(PROVIDED RECORDS begins)

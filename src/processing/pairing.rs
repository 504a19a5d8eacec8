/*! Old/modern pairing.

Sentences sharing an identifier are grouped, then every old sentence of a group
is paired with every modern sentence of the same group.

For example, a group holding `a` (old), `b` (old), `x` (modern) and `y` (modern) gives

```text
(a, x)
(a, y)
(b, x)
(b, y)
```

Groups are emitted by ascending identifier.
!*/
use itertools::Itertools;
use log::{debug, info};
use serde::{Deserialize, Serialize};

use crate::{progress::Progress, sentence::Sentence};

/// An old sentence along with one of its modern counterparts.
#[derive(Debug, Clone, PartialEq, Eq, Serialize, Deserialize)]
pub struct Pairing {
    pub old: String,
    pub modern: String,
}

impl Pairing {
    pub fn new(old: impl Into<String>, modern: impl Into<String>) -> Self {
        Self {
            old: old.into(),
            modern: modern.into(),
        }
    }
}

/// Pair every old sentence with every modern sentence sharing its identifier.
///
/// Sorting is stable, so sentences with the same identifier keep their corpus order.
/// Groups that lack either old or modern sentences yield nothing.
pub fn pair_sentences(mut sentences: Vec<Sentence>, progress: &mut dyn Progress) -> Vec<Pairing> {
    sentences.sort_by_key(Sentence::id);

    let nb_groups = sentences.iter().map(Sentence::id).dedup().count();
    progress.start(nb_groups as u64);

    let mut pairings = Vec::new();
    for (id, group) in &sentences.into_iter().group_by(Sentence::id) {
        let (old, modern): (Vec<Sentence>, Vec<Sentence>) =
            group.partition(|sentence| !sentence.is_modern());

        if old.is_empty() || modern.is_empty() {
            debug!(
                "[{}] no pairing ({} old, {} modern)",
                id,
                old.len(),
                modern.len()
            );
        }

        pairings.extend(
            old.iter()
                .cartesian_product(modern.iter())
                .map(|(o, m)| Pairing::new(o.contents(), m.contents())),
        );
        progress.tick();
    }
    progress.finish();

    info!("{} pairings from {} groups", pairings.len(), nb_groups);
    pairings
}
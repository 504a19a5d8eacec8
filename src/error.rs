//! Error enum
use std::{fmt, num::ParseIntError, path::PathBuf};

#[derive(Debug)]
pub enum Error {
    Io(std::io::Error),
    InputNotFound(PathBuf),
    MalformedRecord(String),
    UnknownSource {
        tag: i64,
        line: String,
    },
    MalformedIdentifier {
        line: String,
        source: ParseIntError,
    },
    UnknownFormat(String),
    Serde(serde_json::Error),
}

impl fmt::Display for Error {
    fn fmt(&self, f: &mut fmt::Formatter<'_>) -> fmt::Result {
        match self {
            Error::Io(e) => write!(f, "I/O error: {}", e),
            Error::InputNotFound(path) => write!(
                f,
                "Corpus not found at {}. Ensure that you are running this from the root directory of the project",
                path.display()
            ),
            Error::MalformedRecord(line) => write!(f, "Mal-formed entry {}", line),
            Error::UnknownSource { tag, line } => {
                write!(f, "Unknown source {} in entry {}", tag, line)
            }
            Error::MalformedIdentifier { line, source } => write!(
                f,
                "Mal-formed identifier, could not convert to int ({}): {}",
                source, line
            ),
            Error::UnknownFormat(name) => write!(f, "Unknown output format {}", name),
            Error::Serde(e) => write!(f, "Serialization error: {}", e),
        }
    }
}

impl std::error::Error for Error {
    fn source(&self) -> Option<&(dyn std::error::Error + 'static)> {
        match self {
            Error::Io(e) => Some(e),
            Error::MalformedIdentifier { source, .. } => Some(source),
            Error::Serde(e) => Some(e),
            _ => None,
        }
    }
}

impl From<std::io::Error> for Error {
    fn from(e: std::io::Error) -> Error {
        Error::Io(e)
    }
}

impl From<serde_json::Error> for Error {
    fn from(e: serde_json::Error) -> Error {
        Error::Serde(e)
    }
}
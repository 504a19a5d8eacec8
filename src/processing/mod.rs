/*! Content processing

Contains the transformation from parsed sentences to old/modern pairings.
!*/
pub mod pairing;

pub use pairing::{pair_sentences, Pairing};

(PROVIDED RECORDS ends)

The lines from the one containing "fn from(e: serde_json::Error)" to the final line of the listing above must be set down exactly, both included.

    fn from(e: serde_json::Error) -> Error {
        Error::Serde(e)
    }
}
repository 504a19a5d8eacec8
filename src/processing/mod.rs
/*! Content processing

Contains the transformation from parsed sentences to old/modern pairings.
!*/
pub mod pairing;

pub use pairing::{pair_sentences, Pairing};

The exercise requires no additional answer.